Where the word "LoadingOverlay" appears in a line below, copy the whole line.

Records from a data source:
_ _ _ _ _ _ _

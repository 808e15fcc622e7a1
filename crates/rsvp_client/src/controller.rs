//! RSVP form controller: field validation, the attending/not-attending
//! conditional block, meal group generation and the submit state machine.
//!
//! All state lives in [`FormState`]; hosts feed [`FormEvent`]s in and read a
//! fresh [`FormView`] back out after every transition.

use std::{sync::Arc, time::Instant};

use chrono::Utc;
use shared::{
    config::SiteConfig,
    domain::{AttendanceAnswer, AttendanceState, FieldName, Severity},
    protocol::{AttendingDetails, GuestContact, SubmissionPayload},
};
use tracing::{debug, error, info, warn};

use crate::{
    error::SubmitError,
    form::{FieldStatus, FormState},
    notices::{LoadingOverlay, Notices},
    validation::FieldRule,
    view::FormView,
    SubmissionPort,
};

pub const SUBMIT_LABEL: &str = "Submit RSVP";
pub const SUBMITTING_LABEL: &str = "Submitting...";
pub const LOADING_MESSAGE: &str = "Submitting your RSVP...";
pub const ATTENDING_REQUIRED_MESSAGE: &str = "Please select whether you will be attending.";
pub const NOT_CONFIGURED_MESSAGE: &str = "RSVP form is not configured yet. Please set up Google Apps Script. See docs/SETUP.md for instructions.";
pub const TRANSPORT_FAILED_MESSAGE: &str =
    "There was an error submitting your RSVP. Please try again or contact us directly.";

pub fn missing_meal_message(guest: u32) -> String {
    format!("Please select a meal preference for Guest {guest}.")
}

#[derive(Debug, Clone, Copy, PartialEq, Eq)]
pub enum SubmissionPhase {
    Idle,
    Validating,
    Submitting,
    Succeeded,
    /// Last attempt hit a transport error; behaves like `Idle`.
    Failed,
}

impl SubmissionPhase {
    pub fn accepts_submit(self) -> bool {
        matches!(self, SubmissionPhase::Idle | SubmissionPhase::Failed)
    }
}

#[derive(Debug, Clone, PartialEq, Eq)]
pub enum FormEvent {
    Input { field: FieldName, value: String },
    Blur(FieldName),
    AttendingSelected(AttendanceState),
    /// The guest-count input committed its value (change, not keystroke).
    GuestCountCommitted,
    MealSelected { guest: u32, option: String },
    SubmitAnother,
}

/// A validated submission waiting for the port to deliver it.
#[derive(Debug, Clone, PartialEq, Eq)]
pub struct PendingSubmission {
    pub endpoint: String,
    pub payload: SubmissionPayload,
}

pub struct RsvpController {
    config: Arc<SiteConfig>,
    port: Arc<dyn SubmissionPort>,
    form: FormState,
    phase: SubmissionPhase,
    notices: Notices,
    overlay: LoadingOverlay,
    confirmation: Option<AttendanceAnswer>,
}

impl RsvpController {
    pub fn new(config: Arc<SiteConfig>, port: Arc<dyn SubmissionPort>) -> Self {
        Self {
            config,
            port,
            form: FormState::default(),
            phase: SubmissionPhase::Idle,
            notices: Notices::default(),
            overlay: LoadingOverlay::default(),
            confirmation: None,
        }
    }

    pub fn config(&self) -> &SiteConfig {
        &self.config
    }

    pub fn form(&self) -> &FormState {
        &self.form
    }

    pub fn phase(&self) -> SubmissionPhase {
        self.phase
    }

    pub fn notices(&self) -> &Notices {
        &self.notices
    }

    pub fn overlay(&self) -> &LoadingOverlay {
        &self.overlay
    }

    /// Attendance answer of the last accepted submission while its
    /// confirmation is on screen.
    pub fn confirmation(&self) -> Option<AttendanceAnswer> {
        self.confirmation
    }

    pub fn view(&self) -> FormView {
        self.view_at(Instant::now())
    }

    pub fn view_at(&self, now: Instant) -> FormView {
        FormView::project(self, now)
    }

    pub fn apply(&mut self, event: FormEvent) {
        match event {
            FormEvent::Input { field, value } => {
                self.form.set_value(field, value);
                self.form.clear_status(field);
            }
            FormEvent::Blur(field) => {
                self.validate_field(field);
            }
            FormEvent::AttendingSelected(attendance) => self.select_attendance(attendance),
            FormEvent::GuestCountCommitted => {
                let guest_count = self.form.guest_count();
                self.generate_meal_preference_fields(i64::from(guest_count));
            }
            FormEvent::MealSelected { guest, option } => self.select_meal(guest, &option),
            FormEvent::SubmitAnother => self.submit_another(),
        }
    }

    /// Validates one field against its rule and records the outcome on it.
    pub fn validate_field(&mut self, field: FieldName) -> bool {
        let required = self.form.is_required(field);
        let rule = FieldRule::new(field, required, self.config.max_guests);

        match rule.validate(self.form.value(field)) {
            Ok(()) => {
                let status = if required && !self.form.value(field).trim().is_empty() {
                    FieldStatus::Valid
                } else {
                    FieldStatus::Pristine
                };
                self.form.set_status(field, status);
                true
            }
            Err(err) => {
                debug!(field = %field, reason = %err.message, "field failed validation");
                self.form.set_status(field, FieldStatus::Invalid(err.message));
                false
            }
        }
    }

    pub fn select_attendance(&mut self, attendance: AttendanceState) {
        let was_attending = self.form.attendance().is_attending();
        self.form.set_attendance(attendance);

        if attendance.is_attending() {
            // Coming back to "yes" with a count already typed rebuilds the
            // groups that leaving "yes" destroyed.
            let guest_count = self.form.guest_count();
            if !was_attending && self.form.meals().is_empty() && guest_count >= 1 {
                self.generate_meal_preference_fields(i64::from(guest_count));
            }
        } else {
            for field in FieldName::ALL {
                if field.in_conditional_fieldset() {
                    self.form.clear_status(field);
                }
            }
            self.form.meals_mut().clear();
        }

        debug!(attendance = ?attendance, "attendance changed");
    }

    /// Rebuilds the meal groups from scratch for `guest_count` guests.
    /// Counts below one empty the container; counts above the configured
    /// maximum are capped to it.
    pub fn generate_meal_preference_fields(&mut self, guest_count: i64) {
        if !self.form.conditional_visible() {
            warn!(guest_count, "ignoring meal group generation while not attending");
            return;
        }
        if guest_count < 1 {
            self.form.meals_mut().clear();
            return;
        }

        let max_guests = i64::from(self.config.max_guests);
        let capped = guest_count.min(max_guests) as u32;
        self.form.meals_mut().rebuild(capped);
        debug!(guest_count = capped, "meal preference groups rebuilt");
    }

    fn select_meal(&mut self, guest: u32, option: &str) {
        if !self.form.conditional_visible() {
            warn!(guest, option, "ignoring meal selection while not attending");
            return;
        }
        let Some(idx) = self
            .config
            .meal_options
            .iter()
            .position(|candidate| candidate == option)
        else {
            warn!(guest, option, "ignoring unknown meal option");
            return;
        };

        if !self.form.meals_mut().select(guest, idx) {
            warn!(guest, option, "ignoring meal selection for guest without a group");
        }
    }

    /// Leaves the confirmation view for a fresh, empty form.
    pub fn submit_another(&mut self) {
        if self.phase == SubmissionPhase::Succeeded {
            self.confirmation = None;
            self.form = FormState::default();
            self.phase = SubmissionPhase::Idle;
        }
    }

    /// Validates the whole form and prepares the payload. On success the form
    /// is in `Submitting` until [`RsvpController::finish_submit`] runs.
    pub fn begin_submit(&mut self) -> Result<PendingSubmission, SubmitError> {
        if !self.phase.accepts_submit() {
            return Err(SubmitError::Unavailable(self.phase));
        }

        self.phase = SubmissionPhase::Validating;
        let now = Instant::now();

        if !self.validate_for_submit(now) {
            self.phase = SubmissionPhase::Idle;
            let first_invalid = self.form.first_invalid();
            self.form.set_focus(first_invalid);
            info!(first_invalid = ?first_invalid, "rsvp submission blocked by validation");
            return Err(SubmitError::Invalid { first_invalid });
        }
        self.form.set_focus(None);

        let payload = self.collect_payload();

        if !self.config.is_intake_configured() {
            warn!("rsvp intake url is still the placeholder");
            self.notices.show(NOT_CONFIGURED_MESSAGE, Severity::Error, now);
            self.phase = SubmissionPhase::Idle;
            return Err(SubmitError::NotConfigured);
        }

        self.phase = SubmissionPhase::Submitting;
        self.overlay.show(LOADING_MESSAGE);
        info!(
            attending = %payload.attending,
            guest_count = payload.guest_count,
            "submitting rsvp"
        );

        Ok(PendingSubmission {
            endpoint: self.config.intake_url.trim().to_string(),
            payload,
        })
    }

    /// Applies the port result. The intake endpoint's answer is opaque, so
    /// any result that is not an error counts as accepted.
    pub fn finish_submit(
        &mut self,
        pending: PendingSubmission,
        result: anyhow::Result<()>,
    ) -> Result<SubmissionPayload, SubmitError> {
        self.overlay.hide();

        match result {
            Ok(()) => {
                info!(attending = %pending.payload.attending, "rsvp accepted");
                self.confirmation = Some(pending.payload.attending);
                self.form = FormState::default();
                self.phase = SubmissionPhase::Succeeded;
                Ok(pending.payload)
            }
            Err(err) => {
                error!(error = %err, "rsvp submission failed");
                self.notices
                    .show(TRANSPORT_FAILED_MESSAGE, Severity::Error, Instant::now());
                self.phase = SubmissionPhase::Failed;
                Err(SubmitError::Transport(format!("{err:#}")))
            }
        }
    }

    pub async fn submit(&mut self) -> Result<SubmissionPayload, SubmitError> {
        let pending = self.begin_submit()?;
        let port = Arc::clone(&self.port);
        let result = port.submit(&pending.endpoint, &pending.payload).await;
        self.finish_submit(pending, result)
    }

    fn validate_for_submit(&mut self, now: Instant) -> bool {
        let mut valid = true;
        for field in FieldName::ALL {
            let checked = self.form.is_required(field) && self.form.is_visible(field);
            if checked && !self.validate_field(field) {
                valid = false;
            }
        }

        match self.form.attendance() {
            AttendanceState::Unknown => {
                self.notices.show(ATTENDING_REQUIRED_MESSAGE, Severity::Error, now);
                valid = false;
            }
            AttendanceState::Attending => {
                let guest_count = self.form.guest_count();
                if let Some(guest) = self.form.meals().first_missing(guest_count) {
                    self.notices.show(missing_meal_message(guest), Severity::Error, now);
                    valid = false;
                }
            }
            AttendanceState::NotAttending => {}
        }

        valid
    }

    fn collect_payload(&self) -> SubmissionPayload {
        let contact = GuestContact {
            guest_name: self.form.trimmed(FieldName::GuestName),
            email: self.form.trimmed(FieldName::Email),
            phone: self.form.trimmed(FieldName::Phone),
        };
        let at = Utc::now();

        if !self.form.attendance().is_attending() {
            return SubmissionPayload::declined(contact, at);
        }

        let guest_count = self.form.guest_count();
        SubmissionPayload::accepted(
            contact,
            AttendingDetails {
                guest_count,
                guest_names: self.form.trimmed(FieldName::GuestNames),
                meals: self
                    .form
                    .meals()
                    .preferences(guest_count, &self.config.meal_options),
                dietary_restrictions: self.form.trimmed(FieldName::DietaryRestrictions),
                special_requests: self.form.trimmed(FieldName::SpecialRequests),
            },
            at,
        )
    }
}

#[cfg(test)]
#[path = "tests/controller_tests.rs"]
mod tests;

_ _ _ _ _ _ _

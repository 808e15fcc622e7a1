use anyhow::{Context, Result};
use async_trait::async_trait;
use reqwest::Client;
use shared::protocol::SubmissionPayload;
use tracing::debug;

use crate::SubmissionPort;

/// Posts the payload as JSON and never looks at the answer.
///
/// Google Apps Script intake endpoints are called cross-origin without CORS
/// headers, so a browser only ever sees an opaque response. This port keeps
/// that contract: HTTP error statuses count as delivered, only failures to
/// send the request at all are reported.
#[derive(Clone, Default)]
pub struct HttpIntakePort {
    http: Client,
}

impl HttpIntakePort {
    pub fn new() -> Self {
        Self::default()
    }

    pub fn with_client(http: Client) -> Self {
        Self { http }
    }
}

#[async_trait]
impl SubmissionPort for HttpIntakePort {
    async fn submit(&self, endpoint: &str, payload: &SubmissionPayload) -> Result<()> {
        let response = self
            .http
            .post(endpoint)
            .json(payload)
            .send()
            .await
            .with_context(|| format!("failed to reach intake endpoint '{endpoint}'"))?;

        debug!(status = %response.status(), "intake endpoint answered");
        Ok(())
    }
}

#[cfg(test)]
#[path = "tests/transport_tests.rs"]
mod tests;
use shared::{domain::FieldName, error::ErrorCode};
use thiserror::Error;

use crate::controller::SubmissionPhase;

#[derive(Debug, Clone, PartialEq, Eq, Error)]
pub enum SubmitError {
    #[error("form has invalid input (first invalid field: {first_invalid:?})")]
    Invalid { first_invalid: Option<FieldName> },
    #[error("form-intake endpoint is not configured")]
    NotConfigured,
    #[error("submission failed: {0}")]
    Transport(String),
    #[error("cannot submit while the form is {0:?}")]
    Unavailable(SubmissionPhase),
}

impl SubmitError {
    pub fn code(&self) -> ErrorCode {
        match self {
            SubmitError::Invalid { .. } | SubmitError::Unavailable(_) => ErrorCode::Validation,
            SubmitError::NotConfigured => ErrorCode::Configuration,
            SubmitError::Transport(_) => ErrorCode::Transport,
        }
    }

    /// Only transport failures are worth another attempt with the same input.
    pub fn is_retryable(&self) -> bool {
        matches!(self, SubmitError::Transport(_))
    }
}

_ _ _ _ _ _ _

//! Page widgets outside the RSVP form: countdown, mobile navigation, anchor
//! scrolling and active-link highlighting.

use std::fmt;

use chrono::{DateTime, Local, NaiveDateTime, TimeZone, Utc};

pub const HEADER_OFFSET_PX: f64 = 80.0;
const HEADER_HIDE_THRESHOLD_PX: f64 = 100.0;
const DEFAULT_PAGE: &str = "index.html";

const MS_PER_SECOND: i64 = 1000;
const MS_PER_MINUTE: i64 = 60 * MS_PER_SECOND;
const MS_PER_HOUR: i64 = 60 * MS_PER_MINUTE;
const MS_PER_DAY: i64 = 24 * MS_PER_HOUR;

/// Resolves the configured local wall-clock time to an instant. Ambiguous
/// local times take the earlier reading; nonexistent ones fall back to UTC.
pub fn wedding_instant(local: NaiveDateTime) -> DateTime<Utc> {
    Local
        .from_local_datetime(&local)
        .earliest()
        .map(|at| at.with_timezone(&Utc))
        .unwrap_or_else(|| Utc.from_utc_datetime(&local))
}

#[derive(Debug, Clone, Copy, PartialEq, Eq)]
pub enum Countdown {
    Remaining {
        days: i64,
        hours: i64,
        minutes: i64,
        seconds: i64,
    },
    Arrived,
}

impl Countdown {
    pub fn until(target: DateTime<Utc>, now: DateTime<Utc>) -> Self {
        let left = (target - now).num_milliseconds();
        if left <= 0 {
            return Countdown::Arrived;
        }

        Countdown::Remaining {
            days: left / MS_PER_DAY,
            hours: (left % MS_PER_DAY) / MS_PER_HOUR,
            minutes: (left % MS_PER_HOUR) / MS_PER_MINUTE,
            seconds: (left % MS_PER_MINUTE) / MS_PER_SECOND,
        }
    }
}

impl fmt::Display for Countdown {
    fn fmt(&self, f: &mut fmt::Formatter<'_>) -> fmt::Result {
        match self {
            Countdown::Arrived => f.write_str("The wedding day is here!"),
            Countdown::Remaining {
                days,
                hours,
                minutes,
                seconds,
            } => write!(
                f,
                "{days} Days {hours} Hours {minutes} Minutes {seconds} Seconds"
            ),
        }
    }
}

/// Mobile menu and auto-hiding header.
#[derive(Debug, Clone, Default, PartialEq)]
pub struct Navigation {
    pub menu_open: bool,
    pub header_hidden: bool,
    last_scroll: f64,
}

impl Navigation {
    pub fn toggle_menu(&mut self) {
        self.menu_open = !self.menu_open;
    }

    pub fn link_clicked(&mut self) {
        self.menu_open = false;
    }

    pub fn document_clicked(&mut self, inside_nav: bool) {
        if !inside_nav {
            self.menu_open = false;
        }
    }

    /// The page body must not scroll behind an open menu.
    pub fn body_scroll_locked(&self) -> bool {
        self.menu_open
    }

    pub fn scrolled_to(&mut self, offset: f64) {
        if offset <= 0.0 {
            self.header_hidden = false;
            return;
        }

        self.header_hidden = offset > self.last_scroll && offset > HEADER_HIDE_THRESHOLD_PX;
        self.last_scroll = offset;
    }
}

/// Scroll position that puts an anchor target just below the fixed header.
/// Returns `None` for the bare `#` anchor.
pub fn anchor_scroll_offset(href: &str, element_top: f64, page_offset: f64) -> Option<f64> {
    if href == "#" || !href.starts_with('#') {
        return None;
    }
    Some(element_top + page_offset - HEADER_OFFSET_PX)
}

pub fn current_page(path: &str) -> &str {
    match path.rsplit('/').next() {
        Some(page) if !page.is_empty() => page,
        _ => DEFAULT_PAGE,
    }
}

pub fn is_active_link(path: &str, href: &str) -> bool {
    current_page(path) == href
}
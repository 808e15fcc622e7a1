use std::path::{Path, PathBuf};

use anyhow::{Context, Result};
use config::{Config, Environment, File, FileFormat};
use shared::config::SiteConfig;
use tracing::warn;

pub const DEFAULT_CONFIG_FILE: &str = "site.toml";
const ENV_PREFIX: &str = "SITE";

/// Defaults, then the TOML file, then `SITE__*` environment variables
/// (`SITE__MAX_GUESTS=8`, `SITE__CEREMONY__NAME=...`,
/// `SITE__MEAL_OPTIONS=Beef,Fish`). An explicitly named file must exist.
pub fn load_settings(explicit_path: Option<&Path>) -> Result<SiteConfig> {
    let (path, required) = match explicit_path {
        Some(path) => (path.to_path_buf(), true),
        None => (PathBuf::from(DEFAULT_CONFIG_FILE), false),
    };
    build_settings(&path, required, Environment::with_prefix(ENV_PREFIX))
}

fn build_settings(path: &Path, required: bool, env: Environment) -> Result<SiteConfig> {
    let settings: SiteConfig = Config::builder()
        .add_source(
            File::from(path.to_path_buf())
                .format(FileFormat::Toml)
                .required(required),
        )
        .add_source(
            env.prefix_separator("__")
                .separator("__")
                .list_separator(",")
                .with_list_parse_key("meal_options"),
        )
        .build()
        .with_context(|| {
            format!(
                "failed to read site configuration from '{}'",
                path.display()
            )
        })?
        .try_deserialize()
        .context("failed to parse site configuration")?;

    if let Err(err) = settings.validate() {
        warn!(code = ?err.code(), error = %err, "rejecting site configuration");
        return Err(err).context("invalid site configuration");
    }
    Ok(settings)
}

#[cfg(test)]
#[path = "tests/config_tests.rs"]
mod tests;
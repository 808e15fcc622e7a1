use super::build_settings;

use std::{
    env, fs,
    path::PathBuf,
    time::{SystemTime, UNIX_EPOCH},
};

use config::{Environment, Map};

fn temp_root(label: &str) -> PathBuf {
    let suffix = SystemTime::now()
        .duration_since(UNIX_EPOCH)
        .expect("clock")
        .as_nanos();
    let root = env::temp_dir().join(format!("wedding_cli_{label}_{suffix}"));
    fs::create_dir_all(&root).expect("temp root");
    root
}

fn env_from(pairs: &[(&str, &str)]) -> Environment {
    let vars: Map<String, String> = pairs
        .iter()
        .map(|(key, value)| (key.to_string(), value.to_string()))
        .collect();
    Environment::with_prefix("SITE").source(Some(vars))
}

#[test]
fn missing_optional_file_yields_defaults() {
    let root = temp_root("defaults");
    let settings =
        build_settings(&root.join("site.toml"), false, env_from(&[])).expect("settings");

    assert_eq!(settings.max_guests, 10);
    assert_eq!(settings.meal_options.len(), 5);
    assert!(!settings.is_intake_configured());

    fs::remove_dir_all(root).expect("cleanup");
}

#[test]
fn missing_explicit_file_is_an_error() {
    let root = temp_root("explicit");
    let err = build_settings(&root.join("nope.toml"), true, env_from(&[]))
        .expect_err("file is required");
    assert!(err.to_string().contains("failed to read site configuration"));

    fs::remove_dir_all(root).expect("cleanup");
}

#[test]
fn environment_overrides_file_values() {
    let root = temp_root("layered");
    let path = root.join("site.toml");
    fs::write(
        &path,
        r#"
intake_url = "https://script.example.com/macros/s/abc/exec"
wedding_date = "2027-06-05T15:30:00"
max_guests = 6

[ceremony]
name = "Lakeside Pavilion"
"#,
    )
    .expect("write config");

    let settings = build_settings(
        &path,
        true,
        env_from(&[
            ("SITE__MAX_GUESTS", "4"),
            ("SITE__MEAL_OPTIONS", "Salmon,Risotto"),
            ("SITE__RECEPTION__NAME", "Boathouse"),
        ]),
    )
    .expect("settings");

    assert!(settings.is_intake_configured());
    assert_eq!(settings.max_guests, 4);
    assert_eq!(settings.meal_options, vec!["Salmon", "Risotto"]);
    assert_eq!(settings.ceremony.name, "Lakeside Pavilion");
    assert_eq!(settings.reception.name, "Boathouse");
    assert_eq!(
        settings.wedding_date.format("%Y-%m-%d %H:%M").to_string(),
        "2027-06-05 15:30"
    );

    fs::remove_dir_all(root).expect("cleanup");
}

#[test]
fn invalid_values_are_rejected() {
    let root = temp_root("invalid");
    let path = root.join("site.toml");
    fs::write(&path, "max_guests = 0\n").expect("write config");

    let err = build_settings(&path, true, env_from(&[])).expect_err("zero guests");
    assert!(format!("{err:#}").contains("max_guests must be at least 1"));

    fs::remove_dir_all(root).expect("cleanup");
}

_ _ _ _ _ _ _

• [RESPONSE TO THE TASK]:
    notices::{LoadingOverlay, Notices},
    overlay: LoadingOverlay,
            overlay: LoadingOverlay::default(),
    pub fn overlay(&self) -> &LoadingOverlay {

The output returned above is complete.